Non è andata bene, invece, a Francesco Mastrogiovanni, maestro elementare, molto amato dai suoi scolari. Mentre è in macchina sbanda e tampona quattro macchine in sosta. Vigili urbani e carabinieri lo portano direttamente in manicomio. Forse perché è conosciuto come anarchico? Boh. Fatto sta che per quattro giorni lo legano al letto di contenzione. Muore per edema polmonare. Alla fine dell’anno è la volta di Uzoma Eneka il “negro”, testimone di un pestaggio avvenuto nei sotterranei del carcere di Teramo. Scompare lui e scompare anche la testimonianza del pestaggio. E come dimenticare i casi di Stefano Cucchi, di Aldo Branzino, mite falegname di Perugia, massacrato in carcere dove era stato portato per aver coltivato qualche pianta di marijuana?
Certo i casi di morte violenta e di suicidi sono molti di più. Spesso non si conoscono, sono occultati. “Tecnicamente” il detenuto che muore su un’autoambulanza non è catalogato come morto in carcere. E poi ci sono gli autolesionismi, bocche cucite con l’ago, lamette che infieriscono sul proprio corpo. Un modo anche questo, come il suicidio, per gridare la disperazione, per far accendere un riflettore sul carcere, sulla loro vicenda, per non essere dimenticati. Un po’ quello che fanno gli operai che hanno perso il proprio lavoro e sono costretti ad arrampicarsi sulle gru o sui tetti.
Questi episodi, che abbiamo raccontato, valgono più di decine e decine di discorsi vuoti pronunciati da politici arruffoni ed incompetenti. Parole in libertà che parlano di “sicurezza” e di garanzie per i cittadini. Parole vuote, pronunciate da chi non è mai andato a lavorare in una fabbrica o non conosce la realtà carceraria. Se andrà avanti in questo modo, nel 2010 ci saranno 10 mila detenuti in più (ogni mese entrano in carcere dalle 700 alle 800 persone). Oggi i detenuti sono 66 mila, 23 mila in più del consentito. Celle fatiscenti e sovraffollate abitate da un’umanità dolente, abbandonata a se stessa. Ore passate sdraiati nelle brande in compagnia solo dei propri pensieri. Sono queste le carceri italiane. Carceri con celle in cui si dovrebbe stare in tre, come a S. Maria Capua Vetere, e invece sono in dieci. Il governo propone da anni soluzioni miracolistiche, fra cui il “Piano carceri”, un piano per la creazione di 20 mila nuovi posti nelle carceri per una spesa che ci costerà un miliardo e mezzo di euro.
Eppure, ci potrebbe essere una soluzione ottima ed economica.

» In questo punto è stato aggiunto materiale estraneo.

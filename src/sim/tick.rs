//! Per-frame simulation step
//!
//! Advances one run by exactly one frame. The order of the steps matters:
//! input and timers first, then the player, then collisions, and only then
//! entity movement.

use super::collision::{self, Boundary};
use super::state::{GameEvent, GameOverReason, GamePhase, GameState, Movement};

/// Input state for a single frame
#[derive(Debug, Clone, Copy, Default, PartialEq, Eq)]
pub struct TickInput {
    pub left: bool,
    pub right: bool,
    pub up: bool,
    pub down: bool,
    pub shoot: bool,
    /// Leave the run and go back to the menu
    pub exit_to_menu: bool,
    /// Close the game
    pub quit: bool,
}

/// What the frame driver should do after a tick
#[derive(Debug, Clone, Copy, PartialEq, Eq)]
pub enum TickOutcome {
    Continue,
    GameOver(GameOverReason),
    Quit,
}

/// Advance the game state by one frame at clock time `now_ms`
pub fn tick(state: &mut GameState, input: &TickInput, now_ms: u64) -> TickOutcome {
    if let GamePhase::GameOver(reason) = state.phase {
        return TickOutcome::GameOver(reason);
    }

    state.background.advance();

    state.frame += 1;
    state.add_score(state.tuning.survival_points);

    // Timers
    let scheduled = state.scheduler.poll(now_ms);
    if scheduled.spawn {
        let meteoroid = state.entities.spawn_meteoroid(&mut state.rng);
        state.events.push(GameEvent::MeteoroidSpawned {
            id: meteoroid.id,
            y: meteoroid.rect.top(),
        });
    }
    if scheduled.escalated {
        let difficulty = state.scheduler.difficulty();
        state.events.push(GameEvent::DifficultyIncreased {
            meteoroid_speed: difficulty.meteoroid_speed,
            spawn_interval_ms: difficulty.spawn_interval_ms,
        });
    }
    if input.quit {
        return TickOutcome::Quit;
    }

    // Player
    let movement = Movement::resolve(input.left, input.right, input.up, input.down);
    state.player.steer(movement, state.tuning.player_speed);

    if input.shoot && state.shoot_cooldown.trigger(now_ms) {
        let bullet = state.entities.fire_bullet(&state.player);
        state.events.push(GameEvent::BulletFired { id: bullet.id });
    }

    if input.exit_to_menu {
        state.events.push(GameEvent::ReturnedToMenu);
        return end_run(state, GameOverReason::ReturnedToMenu);
    }

    state.player.animate();

    // Collisions
    let crashed = collision::colliding_with(&state.player, &state.entities.meteoroids);
    if !crashed.is_empty() {
        state.entities.remove_meteoroids(&crashed);
        state.events.push(GameEvent::PlayerHit);
        return end_run(state, GameOverReason::PlayerHit);
    }

    let hits = collision::resolve_bullet_hits(&state.entities.meteoroids, &state.entities.bullets);
    if !hits.is_empty() {
        state.entities.remove_bullets(&hits.bullets);
        let destroyed = state.entities.explode(&hits.meteoroids);
        state.add_score(state.tuning.meteoroid_bonus * destroyed.len() as u64);
        state
            .events
            .extend(destroyed.into_iter().map(|id| GameEvent::MeteoroidDestroyed { id }));
    }

    let gone = Boundary::right().crossed(&state.entities.bullets);
    state.entities.remove_bullets(&gone);
    let gone = Boundary::left().crossed(&state.entities.meteoroids);
    state.entities.remove_meteoroids(&gone);

    // Movement
    let meteoroid_speed = state.scheduler.difficulty().meteoroid_speed;
    state.entities.advance(state.tuning.bullet_speed, meteoroid_speed);

    TickOutcome::Continue
}

fn end_run(state: &mut GameState, reason: GameOverReason) -> TickOutcome {
    state.phase = GamePhase::GameOver(reason);
    TickOutcome::GameOver(reason)
}
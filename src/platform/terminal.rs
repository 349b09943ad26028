//! Keyboard input from a raw-mode terminal
//!
//! Terminals report key presses and auto-repeats but rarely releases, so a key
//! counts as held until `hold` has passed since its last press or repeat. A
//! release event, when the terminal sends one, clears the key at once.

use std::time::{Duration, Instant};

use crossterm::event::{self, Event, KeyCode, KeyEvent, KeyEventKind, KeyModifiers};

use super::InputSource;
use crate::error::Result;
use crate::sim::TickInput;

/// Keys that stay down across frames
#[derive(Debug, Clone, Copy, PartialEq, Eq)]
enum HeldKey {
    Left = 0,
    Right,
    Up,
    Down,
    Shoot,
}

const HELD_KEY_COUNT: usize = 5;

/// What a single key event means to the game
#[derive(Debug, Clone, Copy, PartialEq, Eq)]
enum KeyAction {
    Hold(HeldKey),
    ExitToMenu,
    Quit,
}

fn map_key(key: &KeyEvent) -> Option<KeyAction> {
    if key.modifiers.contains(KeyModifiers::CONTROL) && key.code == KeyCode::Char('c') {
        return Some(KeyAction::Quit);
    }
    let action = match key.code {
        KeyCode::Left | KeyCode::Char('a') | KeyCode::Char('A') => KeyAction::Hold(HeldKey::Left),
        KeyCode::Right | KeyCode::Char('d') | KeyCode::Char('D') => KeyAction::Hold(HeldKey::Right),
        KeyCode::Up | KeyCode::Char('w') | KeyCode::Char('W') => KeyAction::Hold(HeldKey::Up),
        KeyCode::Down | KeyCode::Char('s') | KeyCode::Char('S') => KeyAction::Hold(HeldKey::Down),
        KeyCode::Char(' ') => KeyAction::Hold(HeldKey::Shoot),
        KeyCode::Esc => KeyAction::ExitToMenu,
        KeyCode::Char('q') | KeyCode::Char('Q') => KeyAction::Quit,
        _ => return None,
    };
    Some(action)
}

/// Key state tracker, fed by crossterm events
#[derive(Debug, Clone)]
pub struct TerminalInput {
    hold: Duration,
    last_seen: [Option<Instant>; HELD_KEY_COUNT],
    exit_to_menu: bool,
    quit: bool,
}

impl TerminalInput {
    pub fn new(hold: Duration) -> Self {
        Self {
            hold,
            last_seen: [None; HELD_KEY_COUNT],
            exit_to_menu: false,
            quit: false,
        }
    }

    fn handle_key(&mut self, key: &KeyEvent, now: Instant) {
        let Some(action) = map_key(key) else {
            return;
        };
        let released = key.kind == KeyEventKind::Release;
        match action {
            KeyAction::Hold(k) => {
                self.last_seen[k as usize] = if released { None } else { Some(now) };
            }
            KeyAction::ExitToMenu if !released => self.exit_to_menu = true,
            KeyAction::Quit if !released => self.quit = true,
            _ => {}
        }
    }

    fn is_held(&self, key: HeldKey, now: Instant) -> bool {
        self.last_seen[key as usize]
            .is_some_and(|seen| now.saturating_duration_since(seen) < self.hold)
    }

    /// Build this frame's input and clear the one-shot signals
    fn snapshot(&mut self, now: Instant) -> TickInput {
        let input = TickInput {
            left: self.is_held(HeldKey::Left, now),
            right: self.is_held(HeldKey::Right, now),
            up: self.is_held(HeldKey::Up, now),
            down: self.is_held(HeldKey::Down, now),
            shoot: self.is_held(HeldKey::Shoot, now),
            exit_to_menu: self.exit_to_menu,
            quit: self.quit,
        };
        self.exit_to_menu = false;
        self.quit = false;
        input
    }
}

impl InputSource for TerminalInput {
    fn poll(&mut self) -> Result<TickInput> {
        let now = Instant::now();
        while event::poll(Duration::ZERO)? {
            match event::read()? {
                Event::Key(key) => self.handle_key(&key, now),
                Event::FocusLost => self.last_seen = [None; HELD_KEY_COUNT],
                _ => {}
            }
        }
        Ok(self.snapshot(now))
    }
}

#[cfg(test)]
mod tests {
    use super::*;

    fn press(code: KeyCode) -> KeyEvent {
        KeyEvent::new(code, KeyModifiers::NONE)
    }

    fn release(code: KeyCode) -> KeyEvent {
        KeyEvent::new_with_kind(code, KeyModifiers::NONE, KeyEventKind::Release)
    }

    #[test]
    fn test_key_mapping() {
        assert_eq!(map_key(&press(KeyCode::Char('a'))), Some(KeyAction::Hold(HeldKey::Left)));
        assert_eq!(map_key(&press(KeyCode::Right)), Some(KeyAction::Hold(HeldKey::Right)));
        assert_eq!(map_key(&press(KeyCode::Char('W'))), Some(KeyAction::Hold(HeldKey::Up)));
        assert_eq!(map_key(&press(KeyCode::Down)), Some(KeyAction::Hold(HeldKey::Down)));
        assert_eq!(map_key(&press(KeyCode::Char(' '))), Some(KeyAction::Hold(HeldKey::Shoot)));
        assert_eq!(map_key(&press(KeyCode::Esc)), Some(KeyAction::ExitToMenu));
        assert_eq!(map_key(&press(KeyCode::Char('q'))), Some(KeyAction::Quit));
        assert_eq!(
            map_key(&KeyEvent::new(KeyCode::Char('c'), KeyModifiers::CONTROL)),
            Some(KeyAction::Quit)
        );
        assert_eq!(map_key(&press(KeyCode::Char('x'))), None);
    }

    #[test]
    fn test_key_held_until_timeout() {
        let mut input = TerminalInput::new(Duration::from_millis(100));
        let t0 = Instant::now();
        input.handle_key(&press(KeyCode::Right), t0);

        assert!(input.snapshot(t0 + Duration::from_millis(50)).right);
        assert!(!input.snapshot(t0 + Duration::from_millis(150)).right);
    }

    #[test]
    fn test_release_clears_key() {
        let mut input = TerminalInput::new(Duration::from_millis(100));
        let t0 = Instant::now();
        input.handle_key(&press(KeyCode::Char(' ')), t0);
        input.handle_key(&release(KeyCode::Char(' ')), t0);
        assert!(!input.snapshot(t0).shoot);
    }

    #[test]
    fn test_signals_are_one_shot() {
        let mut input = TerminalInput::new(Duration::from_millis(100));
        let t0 = Instant::now();
        input.handle_key(&press(KeyCode::Esc), t0);

        let first = input.snapshot(t0);
        assert!(first.exit_to_menu);
        assert!(!first.quit);
        assert!(!input.snapshot(t0).exit_to_menu);
    }
}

L’alternativa al carcere per i reati di piccola entità. Questo, però, ai nostri politici non piace perché molti hanno fondato il loro successo elettorale sullo spauracchio della “sicurezza percepita”. D’altronde è molto più semplice mettere in galera un ragazzino per tentato furto o uno straniero senza un pezzo di carta che coloro che corrompono, truffano, quelli che fanno fallire le aziende e buttano in strada migliaia di famiglie. A questi, col tempo, gli potrebbero dedicare una via o un parco.